No, it’s not so much a matter that exceptional access is a “crime against science,” Wired‘s phrasing in its misunderstanding of the proposal.  It’s that exceptional access is a crime against individual liberty.  Even against group liberty.

In another cynical representation, current FBI Director Christopher Wray, noting that his FBI “was locked out of 7,775 devices in 2017,” said

I reject this notion that there could be such a place that no matter what kind of lawful authority you have, it’s utterly beyond reach to protect innocent citizens.

Stipulate that Wray is pure as the driven snow with motives beyond reproach.  He’s a man.  So will be his successors.  So are all of the men and women of government and of industry.  So will be their successors.

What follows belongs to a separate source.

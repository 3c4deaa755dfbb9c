pub mod app_settings;
pub mod app_state;
pub mod loader;
pub mod messages;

Thus, a question for those of you to the left of center and beyond, politically: would you really want a Donald Trump’s FBI via his selection of judges to have exceptional access to your secrets?

And a question for those of you to the right of center and beyond, politically: would you really want a Hillary Clinton’s FBI via her selection of judges to have exceptional access to your secrets?  A Bernie Sanders’?

Who among you are willing to trust a James Comey FBI with any of this?  A J Edgar Hoover FBI?

Or the titans of industry, the evil 1%?  Even Tim Cook, who resisted FBI demands in the San Bernardino case, is accommodating to the demands of the People’s Republic of China government.

What the sort of solution that is Clear does is force us to trust the good offices of the men and women running a manufacturer in addition to the good offices of the men and women of government.

That’s the stuff of a socialist’s wet dream.